═════ DATA EXTRACT

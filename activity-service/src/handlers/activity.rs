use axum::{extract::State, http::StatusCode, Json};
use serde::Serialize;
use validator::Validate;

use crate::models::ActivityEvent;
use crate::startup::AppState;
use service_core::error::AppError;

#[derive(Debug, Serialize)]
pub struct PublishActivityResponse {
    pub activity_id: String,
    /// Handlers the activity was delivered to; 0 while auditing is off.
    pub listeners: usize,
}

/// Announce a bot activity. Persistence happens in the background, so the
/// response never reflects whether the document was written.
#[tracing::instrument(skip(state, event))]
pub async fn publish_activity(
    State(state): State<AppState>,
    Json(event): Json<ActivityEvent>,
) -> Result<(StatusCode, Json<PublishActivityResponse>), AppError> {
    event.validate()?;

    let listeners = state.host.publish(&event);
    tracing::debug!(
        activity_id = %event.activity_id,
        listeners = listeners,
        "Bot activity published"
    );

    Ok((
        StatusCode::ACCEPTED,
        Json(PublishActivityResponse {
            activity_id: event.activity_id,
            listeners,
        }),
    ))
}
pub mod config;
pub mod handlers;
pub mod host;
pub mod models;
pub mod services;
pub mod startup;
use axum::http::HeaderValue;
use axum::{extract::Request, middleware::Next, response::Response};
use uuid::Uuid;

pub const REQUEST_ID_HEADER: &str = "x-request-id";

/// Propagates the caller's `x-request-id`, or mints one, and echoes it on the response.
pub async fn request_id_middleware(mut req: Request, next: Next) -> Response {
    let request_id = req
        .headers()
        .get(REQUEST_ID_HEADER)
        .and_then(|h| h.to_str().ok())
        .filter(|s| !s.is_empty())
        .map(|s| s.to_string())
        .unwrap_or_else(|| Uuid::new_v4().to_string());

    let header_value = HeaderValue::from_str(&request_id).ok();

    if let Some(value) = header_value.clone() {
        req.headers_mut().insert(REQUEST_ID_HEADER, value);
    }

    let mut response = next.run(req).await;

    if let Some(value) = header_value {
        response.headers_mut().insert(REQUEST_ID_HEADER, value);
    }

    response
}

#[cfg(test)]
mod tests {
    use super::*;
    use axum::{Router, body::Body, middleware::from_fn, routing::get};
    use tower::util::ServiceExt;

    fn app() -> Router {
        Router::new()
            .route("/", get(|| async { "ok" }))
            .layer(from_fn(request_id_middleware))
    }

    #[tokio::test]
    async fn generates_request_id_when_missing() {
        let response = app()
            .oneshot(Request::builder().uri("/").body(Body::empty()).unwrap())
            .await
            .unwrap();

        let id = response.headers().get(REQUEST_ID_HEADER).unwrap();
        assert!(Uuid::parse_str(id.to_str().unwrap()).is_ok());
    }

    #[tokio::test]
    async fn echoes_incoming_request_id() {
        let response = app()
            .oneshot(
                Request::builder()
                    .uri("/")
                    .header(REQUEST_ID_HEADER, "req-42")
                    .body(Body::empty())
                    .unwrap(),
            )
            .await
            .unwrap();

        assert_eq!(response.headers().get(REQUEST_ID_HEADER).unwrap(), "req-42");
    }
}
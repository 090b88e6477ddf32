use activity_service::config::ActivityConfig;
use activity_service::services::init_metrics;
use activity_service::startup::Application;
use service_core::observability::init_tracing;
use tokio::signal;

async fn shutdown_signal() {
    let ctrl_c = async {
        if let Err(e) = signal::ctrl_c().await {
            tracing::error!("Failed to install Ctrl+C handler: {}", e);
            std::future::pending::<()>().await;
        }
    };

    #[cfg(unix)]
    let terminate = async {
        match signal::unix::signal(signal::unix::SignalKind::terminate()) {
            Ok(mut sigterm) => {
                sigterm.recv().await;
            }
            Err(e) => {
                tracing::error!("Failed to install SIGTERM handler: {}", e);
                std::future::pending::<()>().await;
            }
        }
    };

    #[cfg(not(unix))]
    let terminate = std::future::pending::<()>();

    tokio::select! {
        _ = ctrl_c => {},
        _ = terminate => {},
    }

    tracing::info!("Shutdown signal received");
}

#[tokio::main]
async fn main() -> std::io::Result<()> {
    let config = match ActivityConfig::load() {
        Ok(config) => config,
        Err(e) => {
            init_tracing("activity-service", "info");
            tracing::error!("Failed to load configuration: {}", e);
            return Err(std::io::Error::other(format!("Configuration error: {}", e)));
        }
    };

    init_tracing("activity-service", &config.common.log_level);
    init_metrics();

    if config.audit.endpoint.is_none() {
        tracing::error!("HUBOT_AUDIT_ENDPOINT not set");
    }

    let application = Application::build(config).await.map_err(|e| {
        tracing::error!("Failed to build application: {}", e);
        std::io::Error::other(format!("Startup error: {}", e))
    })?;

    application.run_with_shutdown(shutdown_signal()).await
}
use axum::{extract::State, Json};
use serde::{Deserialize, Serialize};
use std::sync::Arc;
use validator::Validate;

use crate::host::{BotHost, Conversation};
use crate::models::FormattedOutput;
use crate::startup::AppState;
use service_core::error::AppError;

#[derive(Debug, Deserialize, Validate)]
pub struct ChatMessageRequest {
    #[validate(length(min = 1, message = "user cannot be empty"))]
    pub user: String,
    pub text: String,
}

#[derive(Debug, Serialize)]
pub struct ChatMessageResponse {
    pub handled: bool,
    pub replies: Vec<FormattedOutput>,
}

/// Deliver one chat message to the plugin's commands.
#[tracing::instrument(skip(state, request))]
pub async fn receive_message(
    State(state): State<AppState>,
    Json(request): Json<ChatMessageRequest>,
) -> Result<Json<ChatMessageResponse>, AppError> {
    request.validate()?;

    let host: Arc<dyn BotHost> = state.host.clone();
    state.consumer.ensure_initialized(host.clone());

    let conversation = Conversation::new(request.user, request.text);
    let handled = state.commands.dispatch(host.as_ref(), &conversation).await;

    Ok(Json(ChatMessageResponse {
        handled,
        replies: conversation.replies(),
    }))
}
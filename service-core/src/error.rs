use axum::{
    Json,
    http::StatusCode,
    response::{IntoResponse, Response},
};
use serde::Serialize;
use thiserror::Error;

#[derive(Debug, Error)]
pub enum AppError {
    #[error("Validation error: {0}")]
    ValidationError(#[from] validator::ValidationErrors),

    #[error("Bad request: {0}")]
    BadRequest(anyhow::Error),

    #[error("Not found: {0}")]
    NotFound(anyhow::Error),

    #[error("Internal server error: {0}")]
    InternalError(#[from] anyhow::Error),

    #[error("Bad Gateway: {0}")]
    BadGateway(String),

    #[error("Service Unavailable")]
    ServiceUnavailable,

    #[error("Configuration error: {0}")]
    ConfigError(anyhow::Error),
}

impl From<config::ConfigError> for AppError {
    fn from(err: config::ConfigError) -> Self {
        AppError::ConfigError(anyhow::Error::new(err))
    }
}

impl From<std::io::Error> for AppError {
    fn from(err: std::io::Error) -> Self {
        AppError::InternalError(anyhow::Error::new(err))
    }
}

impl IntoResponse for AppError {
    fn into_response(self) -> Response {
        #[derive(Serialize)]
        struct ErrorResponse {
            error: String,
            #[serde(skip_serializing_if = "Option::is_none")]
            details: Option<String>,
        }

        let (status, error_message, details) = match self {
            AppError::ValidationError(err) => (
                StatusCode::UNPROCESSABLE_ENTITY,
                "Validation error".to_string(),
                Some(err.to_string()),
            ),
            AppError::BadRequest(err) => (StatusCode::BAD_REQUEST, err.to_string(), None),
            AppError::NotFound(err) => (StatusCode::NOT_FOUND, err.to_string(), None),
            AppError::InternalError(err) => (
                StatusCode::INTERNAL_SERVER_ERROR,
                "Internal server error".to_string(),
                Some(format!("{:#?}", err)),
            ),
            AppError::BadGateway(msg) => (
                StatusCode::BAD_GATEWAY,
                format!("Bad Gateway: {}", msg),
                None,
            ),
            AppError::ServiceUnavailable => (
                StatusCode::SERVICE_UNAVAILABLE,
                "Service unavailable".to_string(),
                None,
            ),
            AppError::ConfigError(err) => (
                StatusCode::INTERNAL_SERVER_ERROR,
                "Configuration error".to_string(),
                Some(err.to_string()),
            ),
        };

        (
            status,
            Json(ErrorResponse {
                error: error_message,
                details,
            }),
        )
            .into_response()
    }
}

══════════

| REQUIREMENT |
Copy the lines above exactly. Start with the line containing "#[tracing::instrument(skip(state, event))]", end with the line containing "event.validate()?;", and include both.

| FINISHED TASK |
#[tracing::instrument(skip(state, event))]
pub async fn publish_activity(
    State(state): State<AppState>,
    Json(event): Json<ActivityEvent>,
) -> Result<(StatusCode, Json<PublishActivityResponse>), AppError> {
    event.validate()?;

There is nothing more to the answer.